The brief explores how enacting a solution to close North Carolina’s coverage gap can offer a lifeline to rural health systems struggling under COVID-19 and the connection between high rates of un-insurance in rural North Carolina, massive financial strain on health care providers, dwindling rural health care options, and the narrowing path to economic recovery in rural communities.
“In North Carolina, access to health care has as much to do with where you live, as whether you can afford it,” said Dr. Ciara Zachary, lead author of the issue brief and Assistant Professor of Health Policy and Management at the UNC School of Public Health. “In rural counties there are fewer pediatricians, fewer hospitals, fewer OB-GYNs and specialty services.
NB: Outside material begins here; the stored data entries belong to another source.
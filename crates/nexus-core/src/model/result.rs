use crate::model::candidate::Candidate;
use crate::model::context::QueryContext;
use crate::model::profile::SignalWeights;
use crate::model::score::{ScoreVector, Signal};
use crate::model::trace::PipelineTrace;
use serde::{Deserialize, Serialize};

/// A signal that fell back to its neutral value for one candidate.
#[derive(Debug, Clone, PartialEq, Serialize, Deserialize)]
pub struct SignalFallback {
    pub signal: Signal,
    pub reason: String,
    pub value: f32,
}

/// Explanation of how a candidate's combined score came about.
#[derive(Debug, Clone, PartialEq, Serialize, Deserialize)]
pub struct DebugTrace {
    pub profile: String,
    pub weights_used: SignalWeights,
    /// Combined relevance before any diversity penalty.
    pub raw_score: f32,
    /// The same signals under the standard profile, for comparison.
    pub original_score: f32,
    /// The same signals under the enhanced profile.
    pub enhanced_score: f32,
    #[serde(default, skip_serializing_if = "Vec::is_empty")]
    pub fallbacks: Vec<SignalFallback>,
}

/// One entry in a ranked response.
#[derive(Debug, Clone, PartialEq, Serialize, Deserialize)]
pub struct RankedResult {
    pub candidate: Candidate,
    pub scores: ScoreVector,
    /// Query terms found in the title or abstract.
    #[serde(default)]
    pub matched_terms: Vec<String>,
    #[serde(default, skip_serializing_if = "Option::is_none")]
    pub debug: Option<DebugTrace>,
}

impl RankedResult {
    #[must_use]
    pub fn id(&self) -> &str {
        &self.candidate.id
    }

    #[must_use]
    pub const fn final_score(&self) -> f32 {
        self.scores.final_score
    }
}

/// Ranked results plus the trace of how they were produced.
#[derive(Debug, Clone, PartialEq, Serialize, Deserialize)]
pub struct SearchResponse {
    pub query: String,
    #[serde(default, skip_serializing_if = "Option::is_none")]
    pub expanded_query: Option<String>,
    pub profile: String,
    pub context: QueryContext,
    pub results: Vec<RankedResult>,
    pub trace: PipelineTrace,
}

impl SearchResponse {
    #[must_use]
    pub fn ids(&self) -> Vec<&str> {
        self.results.iter().map(RankedResult::id).collect()
    }

    #[must_use]
    pub fn is_empty(&self) -> bool {
        self.results.is_empty()
    }
}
With higher numbers of people uninsured, rural providers are having a harder time staying in business, especially now with the financial strain of the pandemic.”
Closing the gap gives us a powerful tool to bolster North Carolina’s rural health system as the state battles coronavirus and the related economic strain, according to the new brief. The NC Healthcare Association estimates that rural hospitals are collectively losing $145 million per month since the pandemic began. According to the brief, “If North Carolina were to expand its Medicaid program, the result would be over $11 billion in new health care funding to the state from 2020-22. Rural areas stand to gain the most.”
Across the state, 16% of adults were uninsured even before the pandemic struck. In many rural counties uninsured rates were much higher, with as many as 1 in 4 adults uninsured. Those numbers are climbing since the pandemic began, as many thousands of North Carolinians lose their employer-sponsored health insurance along with their jobs. Hundreds of thousands more adults could become uninsured in North Carolina, according to recent estimates.
I highly recommend this issue brief to you, if you want to learn more about rural health in our state. It provides several policy recommendations to bolster rural health systems, fight COVID-19, and provide a better path towards economic recovery in rural North Carolina counties. To download the full issue brief and graphics, visit: bit.ly/rhbrief
PS: Thanks to my colleague Adam Sotak at NC Child who compiled most of the information for this blog. See, I told you they were the BEST!